Exercise instructions: Would you please give all the lines below again, exactly as they stand?

Material for this task:
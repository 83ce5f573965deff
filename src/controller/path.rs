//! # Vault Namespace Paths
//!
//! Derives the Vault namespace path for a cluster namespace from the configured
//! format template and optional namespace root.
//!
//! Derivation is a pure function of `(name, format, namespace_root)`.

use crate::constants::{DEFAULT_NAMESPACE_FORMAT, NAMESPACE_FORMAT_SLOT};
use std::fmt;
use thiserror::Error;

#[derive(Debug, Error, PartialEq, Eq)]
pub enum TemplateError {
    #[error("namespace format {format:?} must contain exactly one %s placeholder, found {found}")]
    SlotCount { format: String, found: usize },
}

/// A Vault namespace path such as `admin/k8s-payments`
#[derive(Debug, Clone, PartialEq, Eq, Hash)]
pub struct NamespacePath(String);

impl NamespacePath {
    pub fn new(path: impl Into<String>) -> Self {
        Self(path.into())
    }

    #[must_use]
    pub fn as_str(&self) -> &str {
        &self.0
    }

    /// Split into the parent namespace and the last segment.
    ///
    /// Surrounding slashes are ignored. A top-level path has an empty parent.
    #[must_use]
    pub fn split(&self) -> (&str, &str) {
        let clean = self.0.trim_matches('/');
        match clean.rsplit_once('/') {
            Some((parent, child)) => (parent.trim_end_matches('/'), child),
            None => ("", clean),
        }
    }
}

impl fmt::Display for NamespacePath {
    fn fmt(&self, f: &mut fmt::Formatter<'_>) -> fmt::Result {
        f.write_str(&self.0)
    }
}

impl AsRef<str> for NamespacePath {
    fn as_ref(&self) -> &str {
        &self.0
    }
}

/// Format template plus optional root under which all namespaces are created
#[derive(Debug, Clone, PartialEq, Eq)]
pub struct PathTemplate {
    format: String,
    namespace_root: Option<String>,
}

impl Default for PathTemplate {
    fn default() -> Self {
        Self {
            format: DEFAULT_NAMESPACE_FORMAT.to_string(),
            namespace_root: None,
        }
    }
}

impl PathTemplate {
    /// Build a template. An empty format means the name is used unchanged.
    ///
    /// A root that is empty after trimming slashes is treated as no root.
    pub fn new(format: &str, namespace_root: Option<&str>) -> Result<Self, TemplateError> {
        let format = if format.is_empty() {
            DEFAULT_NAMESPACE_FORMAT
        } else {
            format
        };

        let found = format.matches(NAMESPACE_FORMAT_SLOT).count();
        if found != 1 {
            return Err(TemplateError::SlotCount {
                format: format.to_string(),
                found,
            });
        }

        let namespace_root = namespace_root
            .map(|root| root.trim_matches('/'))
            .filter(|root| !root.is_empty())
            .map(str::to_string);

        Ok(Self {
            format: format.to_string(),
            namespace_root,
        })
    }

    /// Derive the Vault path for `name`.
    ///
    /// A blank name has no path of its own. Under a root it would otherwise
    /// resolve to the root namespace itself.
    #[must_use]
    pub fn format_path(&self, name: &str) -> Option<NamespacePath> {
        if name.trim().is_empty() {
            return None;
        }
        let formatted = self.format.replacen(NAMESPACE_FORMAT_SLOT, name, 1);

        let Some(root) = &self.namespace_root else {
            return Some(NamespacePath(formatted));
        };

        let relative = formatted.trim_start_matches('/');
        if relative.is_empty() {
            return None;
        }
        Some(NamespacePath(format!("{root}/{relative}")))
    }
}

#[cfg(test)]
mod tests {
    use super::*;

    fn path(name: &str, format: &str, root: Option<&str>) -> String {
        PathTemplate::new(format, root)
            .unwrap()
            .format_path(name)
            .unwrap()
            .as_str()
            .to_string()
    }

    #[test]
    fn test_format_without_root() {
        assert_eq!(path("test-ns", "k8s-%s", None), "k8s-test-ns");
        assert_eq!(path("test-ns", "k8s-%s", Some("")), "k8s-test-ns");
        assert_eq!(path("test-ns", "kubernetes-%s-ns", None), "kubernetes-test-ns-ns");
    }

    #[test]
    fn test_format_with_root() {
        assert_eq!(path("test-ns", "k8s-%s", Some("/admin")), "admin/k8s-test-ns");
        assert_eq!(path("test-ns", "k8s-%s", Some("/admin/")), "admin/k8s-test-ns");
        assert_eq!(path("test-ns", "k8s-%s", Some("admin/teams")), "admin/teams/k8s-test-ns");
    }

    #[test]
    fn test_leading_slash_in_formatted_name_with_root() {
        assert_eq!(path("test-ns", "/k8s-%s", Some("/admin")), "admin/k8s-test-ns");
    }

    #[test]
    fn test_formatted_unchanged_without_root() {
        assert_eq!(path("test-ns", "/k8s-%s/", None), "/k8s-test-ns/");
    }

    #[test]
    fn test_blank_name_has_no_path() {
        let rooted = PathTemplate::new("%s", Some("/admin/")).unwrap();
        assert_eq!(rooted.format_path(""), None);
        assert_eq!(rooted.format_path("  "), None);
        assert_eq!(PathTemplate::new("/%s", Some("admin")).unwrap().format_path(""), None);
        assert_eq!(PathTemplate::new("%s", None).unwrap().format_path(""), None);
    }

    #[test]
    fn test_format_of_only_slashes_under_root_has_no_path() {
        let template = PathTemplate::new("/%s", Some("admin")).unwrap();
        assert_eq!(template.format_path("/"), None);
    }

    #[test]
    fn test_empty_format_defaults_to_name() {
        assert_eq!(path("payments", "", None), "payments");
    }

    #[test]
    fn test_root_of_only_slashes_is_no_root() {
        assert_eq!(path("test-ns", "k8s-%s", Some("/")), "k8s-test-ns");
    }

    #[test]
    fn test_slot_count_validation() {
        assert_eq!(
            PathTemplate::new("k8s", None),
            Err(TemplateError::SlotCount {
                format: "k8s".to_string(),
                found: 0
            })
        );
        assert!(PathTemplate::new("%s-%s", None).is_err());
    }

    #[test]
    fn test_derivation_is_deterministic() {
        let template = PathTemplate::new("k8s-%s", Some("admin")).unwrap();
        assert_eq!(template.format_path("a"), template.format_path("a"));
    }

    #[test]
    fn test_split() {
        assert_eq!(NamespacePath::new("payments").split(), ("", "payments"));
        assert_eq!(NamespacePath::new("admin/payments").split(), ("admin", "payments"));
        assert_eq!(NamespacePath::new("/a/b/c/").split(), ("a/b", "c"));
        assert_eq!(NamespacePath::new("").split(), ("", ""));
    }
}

Answer to this task:
repository 83ce5f573965deff
filename src/controller/path.rs
//! # Vault Namespace Paths
//!
//! Derives the Vault namespace path for a cluster namespace from the configured
//! format template and optional namespace root.
//!
//! Derivation is a pure function of `(name, format, namespace_root)`.

use crate::constants::{DEFAULT_NAMESPACE_FORMAT, NAMESPACE_FORMAT_SLOT};
use std::fmt;
use thiserror::Error;

#[derive(Debug, Error, PartialEq, Eq)]
pub enum TemplateError {
    #[error("namespace format {format:?} must contain exactly one %s placeholder, found {found}")]
    SlotCount { format: String, found: usize },
}

/// A Vault namespace path such as `admin/k8s-payments`
#[derive(Debug, Clone, PartialEq, Eq, Hash)]
pub struct NamespacePath(String);

impl NamespacePath {
    pub fn new(path: impl Into<String>) -> Self {
        Self(path.into())
    }

    #[must_use]
    pub fn as_str(&self) -> &str {
        &self.0
    }

    /// Split into the parent namespace and the last segment.
    ///
    /// Surrounding slashes are ignored. A top-level path has an empty parent.
    #[must_use]
    pub fn split(&self) -> (&str, &str) {
        let clean = self.0.trim_matches('/');
        match clean.rsplit_once('/') {
            Some((parent, child)) => (parent.trim_end_matches('/'), child),
            None => ("", clean),
        }
    }
}

impl fmt::Display for NamespacePath {
    fn fmt(&self, f: &mut fmt::Formatter<'_>) -> fmt::Result {
        f.write_str(&self.0)
    }
}

impl AsRef<str> for NamespacePath {
    fn as_ref(&self) -> &str {
        &self.0
    }
}

/// Format template plus optional root under which all namespaces are created
#[derive(Debug, Clone, PartialEq, Eq)]
pub struct PathTemplate {
    format: String,
    namespace_root: Option<String>,
}

impl Default for PathTemplate {
    fn default() -> Self {
        Self {
            format: DEFAULT_NAMESPACE_FORMAT.to_string(),
            namespace_root: None,
        }
    }
}

impl PathTemplate {
    /// Build a template. An empty format means the name is used unchanged.
    ///
    /// A root that is empty after trimming slashes is treated as no root.
    pub fn new(format: &str, namespace_root: Option<&str>) -> Result<Self, TemplateError> {
        let format = if format.is_empty() {
            DEFAULT_NAMESPACE_FORMAT
        } else {
            format
        };

        let found = format.matches(NAMESPACE_FORMAT_SLOT).count();
        if found != 1 {
            return Err(TemplateError::SlotCount {
                format: format.to_string(),
                found,
            });
        }

        let namespace_root = namespace_root
            .map(|root| root.trim_matches('/'))
            .filter(|root| !root.is_empty())
            .map(str::to_string);

        Ok(Self {
            format: format.to_string(),
            namespace_root,
        })
    }

    /// Derive the Vault path for `name`.
    ///
    /// A blank name has no path of its own. Under a root it would otherwise
    /// resolve to the root namespace itself.
    #[must_use]
    pub fn format_path(&self, name: &str) -> Option<NamespacePath> {
        if name.trim().is_empty() {
            return None;
        }
        let formatted = self.format.replacen(NAMESPACE_FORMAT_SLOT, name, 1);

        let Some(root) = &self.namespace_root else {
            return Some(NamespacePath(formatted));
        };

        let relative = formatted.trim_start_matches('/');
        if relative.is_empty() {
            return None;
        }
        Some(NamespacePath(format!("{root}/{relative}")))
    }
}

#[cfg(test)]
mod tests {
    use super::*;

    fn path(name: &str, format: &str, root: Option<&str>) -> String {
        PathTemplate::new(format, root)
            .unwrap()
            .format_path(name)
            .unwrap()
            .as_str()
            .to_string()
    }

    #[test]
    fn test_format_without_root() {
        assert_eq!(path("test-ns", "k8s-%s", None), "k8s-test-ns");
        assert_eq!(path("test-ns", "k8s-%s", Some("")), "k8s-test-ns");
        assert_eq!(path("test-ns", "kubernetes-%s-ns", None), "kubernetes-test-ns-ns");
    }

    #[test]
    fn test_format_with_root() {
        assert_eq!(path("test-ns", "k8s-%s", Some("/admin")), "admin/k8s-test-ns");
        assert_eq!(path("test-ns", "k8s-%s", Some("/admin/")), "admin/k8s-test-ns");
        assert_eq!(path("test-ns", "k8s-%s", Some("admin/teams")), "admin/teams/k8s-test-ns");
    }

    #[test]
    fn test_leading_slash_in_formatted_name_with_root() {
        assert_eq!(path("test-ns", "/k8s-%s", Some("/admin")), "admin/k8s-test-ns");
    }

    #[test]
    fn test_formatted_unchanged_without_root() {
        assert_eq!(path("test-ns", "/k8s-%s/", None), "/k8s-test-ns/");
    }

    #[test]
    fn test_blank_name_has_no_path() {
        let rooted = PathTemplate::new("%s", Some("/admin/")).unwrap();
        assert_eq!(rooted.format_path(""), None);
        assert_eq!(rooted.format_path("  "), None);
        assert_eq!(PathTemplate::new("/%s", Some("admin")).unwrap().format_path(""), None);
        assert_eq!(PathTemplate::new("%s", None).unwrap().format_path(""), None);
    }

    #[test]
    fn test_format_of_only_slashes_under_root_has_no_path() {
        let template = PathTemplate::new("/%s", Some("admin")).unwrap();
        assert_eq!(template.format_path("/"), None);
    }

    #[test]
    fn test_empty_format_defaults_to_name() {
        assert_eq!(path("payments", "", None), "payments");
    }

    #[test]
    fn test_root_of_only_slashes_is_no_root() {
        assert_eq!(path("test-ns", "k8s-%s", Some("/")), "k8s-test-ns");
    }

    #[test]
    fn test_slot_count_validation() {
        assert_eq!(
            PathTemplate::new("k8s", None),
            Err(TemplateError::SlotCount {
                format: "k8s".to_string(),
                found: 0
            })
        );
        assert!(PathTemplate::new("%s-%s", None).is_err());
    }

    #[test]
    fn test_derivation_is_deterministic() {
        let template = PathTemplate::new("k8s-%s", Some("admin")).unwrap();
        assert_eq!(template.format_path("a"), template.format_path("a"));
    }

    #[test]
    fn test_split() {
        assert_eq!(NamespacePath::new("payments").split(), ("", "payments"));
        assert_eq!(NamespacePath::new("admin/payments").split(), ("admin", "payments"));
        assert_eq!(NamespacePath::new("/a/b/c/").split(), ("a/b", "c"));
        assert_eq!(NamespacePath::new("").split(), ("", ""));
    }
}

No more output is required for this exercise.